[TASK DETAILS]
Extract each record and reproduce it exactly.

---

//! Subprocess execution.
//!
//! This module runs `CommandSpec`s. It provides:
//! 1. **Isolation:** Each child starts a new session so it and its descendants form one process group.
//! 2. **Limits:** The soft stack limit is applied between fork and exec.
//! 3. **Bounding:** A timeout or a fired cancel token sends SIGINT to the group, then SIGKILL after a grace period.
//! 4. **Reporting:** The command line and elapsed time are logged; the outcome keeps signal/timeout apart from exit codes.
//! 5. **Capture:** Standard output goes to a log file, optionally copied to the console as it arrives.

use std::fs::File;
use std::io::{self, Write};
use std::os::unix::process::{CommandExt, ExitStatusExt};
use std::process::{Child, Command, ExitStatus, Stdio};
use std::thread::{self, JoinHandle};
use std::time::{Duration, Instant};

use tracing::{info, warn};

use super::command::CommandSpec;
use super::signal;
use crate::common::constants::{INTERRUPTED_EXIT_CODE, POLL_SLICE};
use crate::common::{CancelToken, Error, Result};

/// Time a signalled process group gets to exit before it is killed.
const KILL_GRACE: Duration = Duration::from_secs(10);

/// How a subprocess ended.
#[derive(Debug, Clone, Copy, PartialEq, Eq)]
pub enum ExitOutcome {
    /// Exited normally with a code.
    Exited(i32),
    /// Terminated by a signal it did not handle.
    Signaled(i32),
    /// Stopped because the timeout expired.
    TimedOut,
    /// Stopped because the cancel token fired (usually SIGINT).
    Interrupted,
}

impl ExitOutcome {
    /// Exit code the wrapper reports for this outcome.
    ///
    /// A timeout reports success: long CI workloads are allowed to be cut
    /// short. Signals map to `128 + signal`, interrupts to 130.
    pub const fn code(self) -> i32 {
        match self {
            Self::Exited(code) => code,
            Self::Signaled(signal) => 128 + signal,
            Self::TimedOut => 0,
            Self::Interrupted => INTERRUPTED_EXIT_CODE,
        }
    }

    /// Returns `true` if the reported code is zero.
    pub const fn is_success(self) -> bool {
        self.code() == 0
    }

    fn from_status(status: ExitStatus) -> Self {
        status
            .code()
            .map_or_else(|| Self::Signaled(status.signal().unwrap_or(0)), Self::Exited)
    }
}

/// Runs commands to completion.
pub trait Executor {
    /// Runs `command` and reports how it ended.
    ///
    /// # Errors
    ///
    /// Returns an error only if the command could not be started or waited on.
    fn execute(&mut self, command: &CommandSpec) -> Result<ExitOutcome>;
}

/// Executor spawning real processes.
#[derive(Debug, Clone)]
pub struct SubprocessExecutor {
    timeout: Option<Duration>,
    cancel: CancelToken,
}

impl Default for SubprocessExecutor {
    fn default() -> Self {
        Self::new()
    }
}

impl SubprocessExecutor {
    /// Executor without timeout that stops children on SIGINT.
    pub fn new() -> Self {
        Self {
            timeout: None,
            cancel: CancelToken::new().observing_interrupts(),
        }
    }

    /// Sets the per-command timeout.
    #[must_use]
    pub const fn with_timeout(mut self, timeout: Option<Duration>) -> Self {
        self.timeout = timeout;
        self
    }

    /// Replaces the cancel token.
    #[must_use]
    pub fn with_cancel(mut self, cancel: CancelToken) -> Self {
        self.cancel = cancel;
        self
    }

    /// Builds the process; returns the log file when the caller has to copy
    /// standard output into it.
    fn build(command: &CommandSpec) -> Result<(Command, Option<File>)> {
        let mut cmd = Command::new(&command.program);
        let _ = cmd.args(&command.args).envs(&command.env);
        if let Some(dir) = &command.cwd {
            let _ = cmd.current_dir(dir);
        }
        let mut tee_log = None;
        if let Some(path) = &command.stdout_log {
            let log = File::create(path).map_err(|e| Error::io(path, e))?;
            if command.echo_stdout {
                let _ = cmd.stdout(Stdio::piped());
                tee_log = Some(log);
            } else {
                let _ = cmd.stdout(Stdio::from(log));
            }
        }
        let stack_limit = command.stack_limit;
        // SAFETY: the hook only calls async-signal-safe libc functions and
        // allocates nothing.
        let _ = unsafe {
            cmd.pre_exec(move || {
                if libc::setsid() == -1 {
                    return Err(io::Error::last_os_error());
                }
                if let Some(limit) = stack_limit {
                    set_stack_limit(limit)?;
                }
                Ok(())
            })
        };
        Ok((cmd, tee_log))
    }

    fn stop(child: &mut Child, reason: ExitOutcome) -> io::Result<()> {
        warn!(pid = child.id(), ?reason, "stopping subprocess group");
        if let Err(e) = signal::signal_group(child.id(), libc::SIGINT) {
            warn!("SIGINT to process group failed: {e}");
        }
        let grace = Instant::now() + KILL_GRACE;
        while child.try_wait()?.is_none() {
            if Instant::now() >= grace {
                let _ = signal::signal_group(child.id(), libc::SIGKILL);
                let _ = child.wait()?;
                break;
            }
            thread::sleep(POLL_SLICE);
        }
        Ok(())
    }
}

/// Writer duplicating everything into a log file and the console.
struct Tee<W> {
    log: File,
    console: W,
}

impl<W: Write> Write for Tee<W> {
    fn write(&mut self, buf: &[u8]) -> io::Result<usize> {
        self.log.write_all(buf)?;
        self.console.write_all(buf)?;
        Ok(buf.len())
    }

    fn flush(&mut self) -> io::Result<()> {
        self.log.flush()?;
        self.console.flush()
    }
}

/// Copies the child's piped stdout into `log` and the console until EOF.
fn spawn_tee(child: &mut Child, log: File) -> Option<JoinHandle<io::Result<u64>>> {
    let mut stdout = child.stdout.take()?;
    Some(thread::spawn(move || {
        let mut tee = Tee {
            log,
            console: io::stdout(),
        };
        io::copy(&mut stdout, &mut tee)
    }))
}

fn set_stack_limit(limit: u64) -> io::Result<()> {
    let mut current = libc::rlimit {
        rlim_cur: 0,
        rlim_max: 0,
    };
    // SAFETY: `current` is a valid, writable rlimit.
    if unsafe { libc::getrlimit(libc::RLIMIT_STACK, &raw mut current) } == -1 {
        return Err(io::Error::last_os_error());
    }
    let wanted = limit as libc::rlim_t;
    let updated = libc::rlimit {
        rlim_cur: if current.rlim_max == libc::RLIM_INFINITY {
            wanted
        } else {
            wanted.min(current.rlim_max)
        },
        rlim_max: current.rlim_max,
    };
    // SAFETY: `updated` is a valid rlimit that does not raise the hard limit.
    if unsafe { libc::setrlimit(libc::RLIMIT_STACK, &raw const updated) } == -1 {
        return Err(io::Error::last_os_error());
    }
    Ok(())
}

impl Executor for SubprocessExecutor {
    fn execute(&mut self, command: &CommandSpec) -> Result<ExitOutcome> {
        info!("subprocess call cmd: {command}");
        let spawn_error = |source| Error::Spawn {
            program: command.program.clone(),
            source,
        };

        let started = Instant::now();
        let (mut cmd, tee_log) = Self::build(command)?;
        let mut child = cmd.spawn().map_err(spawn_error)?;
        let tee = tee_log.and_then(|log| spawn_tee(&mut child, log));
        let deadline = self.timeout.map(|t| started + t);

        let outcome = loop {
            if let Some(status) = child.try_wait().map_err(spawn_error)? {
                break ExitOutcome::from_status(status);
            }
            let stop = if self.cancel.is_cancelled() {
                Some(ExitOutcome::Interrupted)
            } else if deadline.is_some_and(|d| Instant::now() >= d) {
                Some(ExitOutcome::TimedOut)
            } else {
                None
            };
            if let Some(reason) = stop {
                Self::stop(&mut child, reason).map_err(spawn_error)?;
                break reason;
            }
            thread::sleep(POLL_SLICE);
        };

        if let Some(tee) = tee {
            match tee.join() {
                Ok(Ok(_)) => {}
                Ok(Err(e)) => warn!("copying subprocess output failed: {e}"),
                Err(_) => warn!("subprocess output copier panicked"),
            }
        }

        info!(
            "Elapsed time: {:.3} seconds",
            started.elapsed().as_secs_f64()
        );
        Ok(outcome)
    }
}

---

[EXPECTED ANSWER]
//! Subprocess execution.
//!
//! This module runs `CommandSpec`s. It provides:
//! 1. **Isolation:** Each child starts a new session so it and its descendants form one process group.
//! 2. **Limits:** The soft stack limit is applied between fork and exec.
//! 3. **Bounding:** A timeout or a fired cancel token sends SIGINT to the group, then SIGKILL after a grace period.
//! 4. **Reporting:** The command line and elapsed time are logged; the outcome keeps signal/timeout apart from exit codes.
//! 5. **Capture:** Standard output goes to a log file, optionally copied to the console as it arrives.

use std::fs::File;
use std::io::{self, Write};
use std::os::unix::process::{CommandExt, ExitStatusExt};
use std::process::{Child, Command, ExitStatus, Stdio};
use std::thread::{self, JoinHandle};
use std::time::{Duration, Instant};

use tracing::{info, warn};

use super::command::CommandSpec;
use super::signal;
use crate::common::constants::{INTERRUPTED_EXIT_CODE, POLL_SLICE};
use crate::common::{CancelToken, Error, Result};

/// Time a signalled process group gets to exit before it is killed.
const KILL_GRACE: Duration = Duration::from_secs(10);

/// How a subprocess ended.
#[derive(Debug, Clone, Copy, PartialEq, Eq)]
pub enum ExitOutcome {
    /// Exited normally with a code.
    Exited(i32),
    /// Terminated by a signal it did not handle.
    Signaled(i32),
    /// Stopped because the timeout expired.
    TimedOut,
    /// Stopped because the cancel token fired (usually SIGINT).
    Interrupted,
}

impl ExitOutcome {
    /// Exit code the wrapper reports for this outcome.
    ///
    /// A timeout reports success: long CI workloads are allowed to be cut
    /// short. Signals map to `128 + signal`, interrupts to 130.
    pub const fn code(self) -> i32 {
        match self {
            Self::Exited(code) => code,
            Self::Signaled(signal) => 128 + signal,
            Self::TimedOut => 0,
            Self::Interrupted => INTERRUPTED_EXIT_CODE,
        }
    }

    /// Returns `true` if the reported code is zero.
    pub const fn is_success(self) -> bool {
        self.code() == 0
    }

    fn from_status(status: ExitStatus) -> Self {
        status
            .code()
            .map_or_else(|| Self::Signaled(status.signal().unwrap_or(0)), Self::Exited)
    }
}

/// Runs commands to completion.
pub trait Executor {
    /// Runs `command` and reports how it ended.
    ///
    /// # Errors
    ///
    /// Returns an error only if the command could not be started or waited on.
    fn execute(&mut self, command: &CommandSpec) -> Result<ExitOutcome>;
}

/// Executor spawning real processes.
#[derive(Debug, Clone)]
pub struct SubprocessExecutor {
    timeout: Option<Duration>,
    cancel: CancelToken,
}

impl Default for SubprocessExecutor {
    fn default() -> Self {
        Self::new()
    }
}

impl SubprocessExecutor {
    /// Executor without timeout that stops children on SIGINT.
    pub fn new() -> Self {
        Self {
            timeout: None,
            cancel: CancelToken::new().observing_interrupts(),
        }
    }

    /// Sets the per-command timeout.
    #[must_use]
    pub const fn with_timeout(mut self, timeout: Option<Duration>) -> Self {
        self.timeout = timeout;
        self
    }

    /// Replaces the cancel token.
    #[must_use]
    pub fn with_cancel(mut self, cancel: CancelToken) -> Self {
        self.cancel = cancel;
        self
    }

    /// Builds the process; returns the log file when the caller has to copy
    /// standard output into it.
    fn build(command: &CommandSpec) -> Result<(Command, Option<File>)> {
        let mut cmd = Command::new(&command.program);
        let _ = cmd.args(&command.args).envs(&command.env);
        if let Some(dir) = &command.cwd {
            let _ = cmd.current_dir(dir);
        }
        let mut tee_log = None;
        if let Some(path) = &command.stdout_log {
            let log = File::create(path).map_err(|e| Error::io(path, e))?;
            if command.echo_stdout {
                let _ = cmd.stdout(Stdio::piped());
                tee_log = Some(log);
            } else {
                let _ = cmd.stdout(Stdio::from(log));
            }
        }
        let stack_limit = command.stack_limit;
        // SAFETY: the hook only calls async-signal-safe libc functions and
        // allocates nothing.
        let _ = unsafe {
            cmd.pre_exec(move || {
                if libc::setsid() == -1 {
                    return Err(io::Error::last_os_error());
                }
                if let Some(limit) = stack_limit {
                    set_stack_limit(limit)?;
                }
                Ok(())
            })
        };
        Ok((cmd, tee_log))
    }

    fn stop(child: &mut Child, reason: ExitOutcome) -> io::Result<()> {
        warn!(pid = child.id(), ?reason, "stopping subprocess group");
        if let Err(e) = signal::signal_group(child.id(), libc::SIGINT) {
            warn!("SIGINT to process group failed: {e}");
        }
        let grace = Instant::now() + KILL_GRACE;
        while child.try_wait()?.is_none() {
            if Instant::now() >= grace {
                let _ = signal::signal_group(child.id(), libc::SIGKILL);
                let _ = child.wait()?;
                break;
            }
            thread::sleep(POLL_SLICE);
        }
        Ok(())
    }
}

/// Writer duplicating everything into a log file and the console.
struct Tee<W> {
    log: File,
    console: W,
}

impl<W: Write> Write for Tee<W> {
    fn write(&mut self, buf: &[u8]) -> io::Result<usize> {
        self.log.write_all(buf)?;
        self.console.write_all(buf)?;
        Ok(buf.len())
    }

    fn flush(&mut self) -> io::Result<()> {
        self.log.flush()?;
        self.console.flush()
    }
}

/// Copies the child's piped stdout into `log` and the console until EOF.
fn spawn_tee(child: &mut Child, log: File) -> Option<JoinHandle<io::Result<u64>>> {
    let mut stdout = child.stdout.take()?;
    Some(thread::spawn(move || {
        let mut tee = Tee {
            log,
            console: io::stdout(),
        };
        io::copy(&mut stdout, &mut tee)
    }))
}

fn set_stack_limit(limit: u64) -> io::Result<()> {
    let mut current = libc::rlimit {
        rlim_cur: 0,
        rlim_max: 0,
    };
    // SAFETY: `current` is a valid, writable rlimit.
    if unsafe { libc::getrlimit(libc::RLIMIT_STACK, &raw mut current) } == -1 {
        return Err(io::Error::last_os_error());
    }
    let wanted = limit as libc::rlim_t;
    let updated = libc::rlimit {
        rlim_cur: if current.rlim_max == libc::RLIM_INFINITY {
            wanted
        } else {
            wanted.min(current.rlim_max)
        },
        rlim_max: current.rlim_max,
    };
    // SAFETY: `updated` is a valid rlimit that does not raise the hard limit.
    if unsafe { libc::setrlimit(libc::RLIMIT_STACK, &raw const updated) } == -1 {
        return Err(io::Error::last_os_error());
    }
    Ok(())
}

impl Executor for SubprocessExecutor {
    fn execute(&mut self, command: &CommandSpec) -> Result<ExitOutcome> {
        info!("subprocess call cmd: {command}");
        let spawn_error = |source| Error::Spawn {
            program: command.program.clone(),
            source,
        };

        let started = Instant::now();
        let (mut cmd, tee_log) = Self::build(command)?;
        let mut child = cmd.spawn().map_err(spawn_error)?;
        let tee = tee_log.and_then(|log| spawn_tee(&mut child, log));
        let deadline = self.timeout.map(|t| started + t);

        let outcome = loop {
            if let Some(status) = child.try_wait().map_err(spawn_error)? {
                break ExitOutcome::from_status(status);
            }
            let stop = if self.cancel.is_cancelled() {
                Some(ExitOutcome::Interrupted)
            } else if deadline.is_some_and(|d| Instant::now() >= d) {
                Some(ExitOutcome::TimedOut)
            } else {
                None
            };
            if let Some(reason) = stop {
                Self::stop(&mut child, reason).map_err(spawn_error)?;
                break reason;
            }
            thread::sleep(POLL_SLICE);
        };

        if let Some(tee) = tee {
            match tee.join() {
                Ok(Ok(_)) => {}
                Ok(Err(e)) => warn!("copying subprocess output failed: {e}"),
                Err(_) => warn!("subprocess output copier panicked"),
            }
        }

        info!(
            "Elapsed time: {:.3} seconds",
            started.elapsed().as_secs_f64()
        );
        Ok(outcome)
    }
}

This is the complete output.